The National Park Service (NPS) held a listening session Tuesday, March 3, in the auditorium of the Lafayette County & Oxford Public Library for its special resource study, collecting information for potential inclusion of historical lynching sites in Oxford as a future unit of the national park system.
The NPS is conducting the study on sites across the Memphis area for potential addition to the National Park System. The study was commissioned by U.S. House Resolution 7912, or the “Evaluating Lynching Locations (ELL) for National Park Sites Act,” in 2022.
The definition of lynching used by the NPS for the purpose of this study is “a group killing outside of the law committed under the pretext of service to justice, race or tradition.”
Among the potential sites identified by the NPS are the Lafayette County lynching sites of Harris Tunstal in 1885, Lawson Patton in 1908 and Elwood Higginbotham in 1935.
Charles Lawson, a project coordinator with the NPS, said the Oxford sites were identified for his study due to the groundwork laid by community organizations such as the Lafayette County Remembrance Project.
“We’re studying Memphis, (Brownsville, Tenn.) and Oxford because of the interest we have gotten from the public and the support from community projects like the Lafayette County Remembrance Project,” Lawson said. “We know there’s an interested public here.”
The Lafayette County Remembrance Project was founded by members of the William Winter Institute for Racial Reconciliation, now known as the Alluvial Collective, in 2018. They were inspired to take on the work of remembrance after participating in racial reconciliation workshops sponsored by the institute. Other organizations, such as the Equal Justice Initiative and the university’s Center for the Study of Southern Culture, have aided the group’s efforts.
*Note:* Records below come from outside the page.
//! Aggregate kernels: sum, count, mean, min, max, stddev, spread, skew
//! (spec §4.4, grounded on `original_source/functions/sum.go` and its
//! siblings).
//!
//! Every aggregate reduces a block's float value column to one row per
//! block, written at the block's stop time (matching the source
//! engine's convention of emitting aggregates at the window's end).
//! `count` is the one aggregate that's meaningful for any value column
//! type, so it counts rows directly rather than reading floats.

use std::collections::HashMap;

use query_core::{Block, BlockKey, ColMeta, ColumnType, Result, Time};

use crate::dataset::Dataset;
use crate::kernel::{Aggregator, Transformation};

#[derive(Default)]
pub struct SumAggregator(f64);
impl Aggregator for SumAggregator {
    fn reset(&mut self) {
        self.0 = 0.0;
    }
    fn add(&mut self, v: f64) {
        self.0 += v;
    }
    fn value(&self) -> f64 {
        self.0
    }
}

#[derive(Default)]
pub struct CountAggregator(i64);
impl Aggregator for CountAggregator {
    fn reset(&mut self) {
        self.0 = 0;
    }
    fn add(&mut self, _v: f64) {
        self.0 += 1;
    }
    fn add_row(&mut self) {
        self.0 += 1;
    }
    fn value(&self) -> f64 {
        self.0 as f64
    }
}

#[derive(Default)]
pub struct MeanAggregator {
    sum: f64,
    n: i64,
}
impl Aggregator for MeanAggregator {
    fn reset(&mut self) {
        self.sum = 0.0;
        self.n = 0;
    }
    fn add(&mut self, v: f64) {
        self.sum += v;
        self.n += 1;
    }
    fn value(&self) -> f64 {
        if self.n == 0 {
            f64::NAN
        } else {
            self.sum / self.n as f64
        }
    }
}

pub struct MinAggregator(f64);
impl Default for MinAggregator {
    fn default() -> Self {
        Self(f64::INFINITY)
    }
}
impl Aggregator for MinAggregator {
    fn reset(&mut self) {
        self.0 = f64::INFINITY;
    }
    fn add(&mut self, v: f64) {
        if v < self.0 {
            self.0 = v;
        }
    }
    fn value(&self) -> f64 {
        if self.0.is_infinite() {
            f64::NAN
        } else {
            self.0
        }
    }
}

pub struct MaxAggregator(f64);
impl Default for MaxAggregator {
    fn default() -> Self {
        Self(f64::NEG_INFINITY)
    }
}
impl Aggregator for MaxAggregator {
    fn reset(&mut self) {
        self.0 = f64::NEG_INFINITY;
    }
    fn add(&mut self, v: f64) {
        if v > self.0 {
            self.0 = v;
        }
    }
    fn value(&self) -> f64 {
        if self.0.is_infinite() {
            f64::NAN
        } else {
            self.0
        }
    }
}

/// Shared by stddev, spread, and skew: all three need the full sample,
/// not just a running sum, to compute their statistic.
#[derive(Default)]
pub struct SampleStatsAggregator {
    values: Vec<f64>,
    kind: StatKind,
}

#[derive(Clone, Copy, Default)]
pub enum StatKind {
    #[default]
    Stddev,
    Spread,
    Skew,
}

impl SampleStatsAggregator {
    pub fn new(kind: StatKind) -> Self {
        Self { values: Vec::new(), kind }
    }
}

impl Aggregator for SampleStatsAggregator {
    fn reset(&mut self) {
        self.values.clear();
    }
    fn add(&mut self, v: f64) {
        self.values.push(v);
    }
    fn value(&self) -> f64 {
        let n = self.values.len();
        match self.kind {
            StatKind::Spread => {
                if n == 0 {
                    f64::NAN
                } else {
                    let mut max = f64::NEG_INFINITY;
                    let mut min = f64::INFINITY;
                    for v in &self.values {
                        max = max.max(*v);
                        min = min.min(*v);
                    }
                    max - min
                }
            }
            StatKind::Stddev => sample_stddev(&self.values).unwrap_or(f64::NAN),
            StatKind::Skew => {
                let mean = self.values.iter().sum::<f64>() / n as f64;
                let sd = match sample_stddev(&self.values) {
                    Some(sd) if sd != 0.0 => sd,
                    _ => return f64::NAN,
                };
                if n < 3 {
                    return f64::NAN;
                }
                let m3 = self.values.iter().map(|v| (v - mean).powi(3)).sum::<f64>() / n as f64;
                m3 / sd.powi(3)
            }
        }
    }
}

fn sample_stddev(values: &[f64]) -> Option<f64> {
    let n = values.len();
    if n < 2 {
        return None;
    }
    let mean = values.iter().sum::<f64>() / n as f64;
    let var = values.iter().map(|v| (v - mean).powi(2)).sum::<f64>() / (n - 1) as f64;
    Some(var.sqrt())
}

/// Generic aggregate transformation: folds every block into per-key
/// running state and, once the watermark closes a key, writes a single
/// `(_time=bounds.stop, _value=agg.value())` row for it.
pub struct AggregateTransformation<F, A> {
    new_agg: F,
    state: HashMap<BlockKey, A>,
}

impl<F, A> AggregateTransformation<F, A>
where
    F: Fn() -> A + Send,
    A: Aggregator,
{
    pub fn new(new_agg: F) -> Self {
        Self {
            new_agg,
            state: HashMap::new(),
        }
    }
}

impl<F, A> Transformation for AggregateTransformation<F, A>
where
    F: Fn() -> A + Send,
    A: Aggregator,
{
    fn process(&mut self, block: &Block, _dataset: &mut Dataset) -> Result<()> {
        let key = block.key();
        let agg = self.state.entry(key).or_insert_with(|| {
            let mut a = (self.new_agg)();
            a.reset();
            a
        });
        if let Some(vals) = crate::kernel::value_column_as_f64(block) {
            for v in vals {
                agg.add(v);
            }
        } else {
            for _ in 0..block.num_rows() {
                agg.add_row();
            }
        }
        Ok(())
    }

    fn update_watermark(&mut self, mark: Time, dataset: &mut Dataset) -> Result<()> {
        let closed: Vec<BlockKey> = self
            .state
            .keys()
            .filter(|k| k.bounds.stop <= mark)
            .cloned()
            .collect();
        for key in closed {
            let agg = self.state.remove(&key).expect("key came from state.keys()");
            let builder = dataset.builder_for(key.bounds, key.tags);
            let (time_idx, value_idx) = if builder.is_schema_empty() {
                let t = builder.add_col(ColMeta::time("_time"));
                let v = builder.add_col(ColMeta::value("_value", ColumnType::Float));
                (t, v)
            } else {
                (0, 1)
            };
            builder.append_time(time_idx, key.bounds.stop)?;
            builder.append_float(value_idx, agg.value())?;
        }
        Ok(())
    }

    fn finish(&mut self, dataset: &mut Dataset) -> Result<()> {
        self.update_watermark(Time(i64::MAX), dataset)
    }
}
Rhondalyn Peairs is an Oxford native and community historian. She is optimistic about the NPS preservation process.
“This will be a long process. That’s why you have these listening sessions to garner additional information,” Peairs said. “Overall, any work that lets us better understand the history of our country, especially in its 250th anniversary year, is worthwhile.”
The Lafayette Community Remembrance Project has identified four additional documented lynchings in the county’s history: William McGregory in 1890, an unknown victim in 1891, William Steen in 1893 and William Chandler in 1895.
Alonzo Hilliard, a community member involved with the Lafayette Community Remembrance Project, reflected on the importance of the meeting as a recognition of the group’s work.
“The work that has been done in this community has been recognized at a national level,” Hilliard said. “The National Park Service is here to look at what we are doing in this community, and to give credit for what we have done and what the lynching conversation means on a national level. It means a lot to me.”
He also reflected on what the work has meant to the Black community.
“We’ve had families of first cousins spread across the country as far as Ohio, and they didn’t know each other,” Hilliard said. “They never came back to Lafayette County before we did this work, and it’s only because we choose to remember that these families are reunited and the community is able to heal.”
For any site to be included in the National Park Service System, it must be proven that NPS management will benefit its historic preservation, that NPS management is feasible and that the site is connected to nationally significant history.